**EXERCISE DATA:**

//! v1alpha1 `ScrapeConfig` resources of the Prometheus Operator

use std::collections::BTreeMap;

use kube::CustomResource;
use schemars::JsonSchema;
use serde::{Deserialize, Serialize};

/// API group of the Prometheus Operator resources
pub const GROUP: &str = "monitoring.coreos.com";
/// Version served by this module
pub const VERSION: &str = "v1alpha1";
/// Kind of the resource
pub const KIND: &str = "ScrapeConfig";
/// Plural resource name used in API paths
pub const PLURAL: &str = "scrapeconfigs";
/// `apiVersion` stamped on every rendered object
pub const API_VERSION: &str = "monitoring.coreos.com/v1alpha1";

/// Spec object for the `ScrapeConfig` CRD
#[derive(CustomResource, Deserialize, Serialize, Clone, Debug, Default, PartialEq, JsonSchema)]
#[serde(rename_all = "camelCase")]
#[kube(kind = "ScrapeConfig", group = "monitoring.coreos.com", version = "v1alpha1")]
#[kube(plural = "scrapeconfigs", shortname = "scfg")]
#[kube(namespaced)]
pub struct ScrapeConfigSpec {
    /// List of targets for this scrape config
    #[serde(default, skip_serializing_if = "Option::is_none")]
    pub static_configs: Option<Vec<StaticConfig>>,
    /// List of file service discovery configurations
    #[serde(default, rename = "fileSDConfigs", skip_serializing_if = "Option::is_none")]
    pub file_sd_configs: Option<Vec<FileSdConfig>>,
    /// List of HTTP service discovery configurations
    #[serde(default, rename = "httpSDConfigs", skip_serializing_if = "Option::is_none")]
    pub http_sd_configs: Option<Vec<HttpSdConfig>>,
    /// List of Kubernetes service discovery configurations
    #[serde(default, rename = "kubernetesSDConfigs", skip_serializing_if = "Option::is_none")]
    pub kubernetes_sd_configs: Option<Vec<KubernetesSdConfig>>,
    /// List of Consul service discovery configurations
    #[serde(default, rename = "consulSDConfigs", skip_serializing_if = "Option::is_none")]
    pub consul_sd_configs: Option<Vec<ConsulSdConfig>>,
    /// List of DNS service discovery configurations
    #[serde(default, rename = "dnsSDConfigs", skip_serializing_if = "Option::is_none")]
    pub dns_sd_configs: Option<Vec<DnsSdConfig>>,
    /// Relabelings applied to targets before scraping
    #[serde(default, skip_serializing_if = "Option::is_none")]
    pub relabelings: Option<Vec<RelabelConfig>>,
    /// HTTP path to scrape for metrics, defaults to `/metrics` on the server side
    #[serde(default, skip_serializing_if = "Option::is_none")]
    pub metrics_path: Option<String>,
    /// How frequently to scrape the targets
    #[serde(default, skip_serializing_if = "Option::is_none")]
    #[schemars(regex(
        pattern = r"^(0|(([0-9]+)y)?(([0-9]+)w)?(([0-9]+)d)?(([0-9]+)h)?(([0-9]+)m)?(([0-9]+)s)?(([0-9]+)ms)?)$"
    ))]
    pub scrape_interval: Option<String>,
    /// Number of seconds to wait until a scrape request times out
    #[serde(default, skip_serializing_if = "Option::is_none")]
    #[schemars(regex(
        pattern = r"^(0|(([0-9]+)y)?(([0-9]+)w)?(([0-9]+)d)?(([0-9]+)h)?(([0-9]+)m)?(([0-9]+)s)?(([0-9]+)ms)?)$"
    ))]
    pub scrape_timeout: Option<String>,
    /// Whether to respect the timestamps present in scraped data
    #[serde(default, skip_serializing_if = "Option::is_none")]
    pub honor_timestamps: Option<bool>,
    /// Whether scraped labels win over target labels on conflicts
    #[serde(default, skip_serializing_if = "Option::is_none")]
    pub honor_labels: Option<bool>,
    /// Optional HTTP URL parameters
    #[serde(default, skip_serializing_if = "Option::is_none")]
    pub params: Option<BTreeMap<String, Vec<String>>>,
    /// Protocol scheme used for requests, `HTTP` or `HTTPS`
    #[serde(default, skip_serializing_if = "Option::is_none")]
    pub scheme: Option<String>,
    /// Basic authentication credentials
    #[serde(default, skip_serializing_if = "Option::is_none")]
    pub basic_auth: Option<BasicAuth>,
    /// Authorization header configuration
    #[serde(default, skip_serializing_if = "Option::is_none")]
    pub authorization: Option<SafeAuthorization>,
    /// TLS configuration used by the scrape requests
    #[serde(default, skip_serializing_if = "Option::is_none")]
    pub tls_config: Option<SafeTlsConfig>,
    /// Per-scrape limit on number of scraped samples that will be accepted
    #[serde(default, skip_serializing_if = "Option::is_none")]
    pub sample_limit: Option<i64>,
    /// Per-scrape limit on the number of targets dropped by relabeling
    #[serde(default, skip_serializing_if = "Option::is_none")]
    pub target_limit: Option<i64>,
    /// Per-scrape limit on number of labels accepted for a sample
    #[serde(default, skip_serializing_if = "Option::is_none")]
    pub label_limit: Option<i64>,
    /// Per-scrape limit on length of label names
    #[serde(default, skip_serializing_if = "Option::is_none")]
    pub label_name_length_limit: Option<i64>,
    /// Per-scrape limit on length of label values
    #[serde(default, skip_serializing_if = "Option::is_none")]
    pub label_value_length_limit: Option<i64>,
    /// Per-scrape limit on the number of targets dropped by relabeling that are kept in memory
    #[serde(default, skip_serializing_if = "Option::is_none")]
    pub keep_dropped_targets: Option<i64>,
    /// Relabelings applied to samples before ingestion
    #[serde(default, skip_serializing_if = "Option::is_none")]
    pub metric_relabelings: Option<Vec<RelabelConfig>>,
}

**WHAT THE EXERCISE ASKS:** Lines containing the word "accepted" are to be pulled from the records and copied.

**SOLUTION TO THIS EXERCISE:**
    /// Per-scrape limit on number of scraped samples that will be accepted
    /// Per-scrape limit on number of labels accepted for a sample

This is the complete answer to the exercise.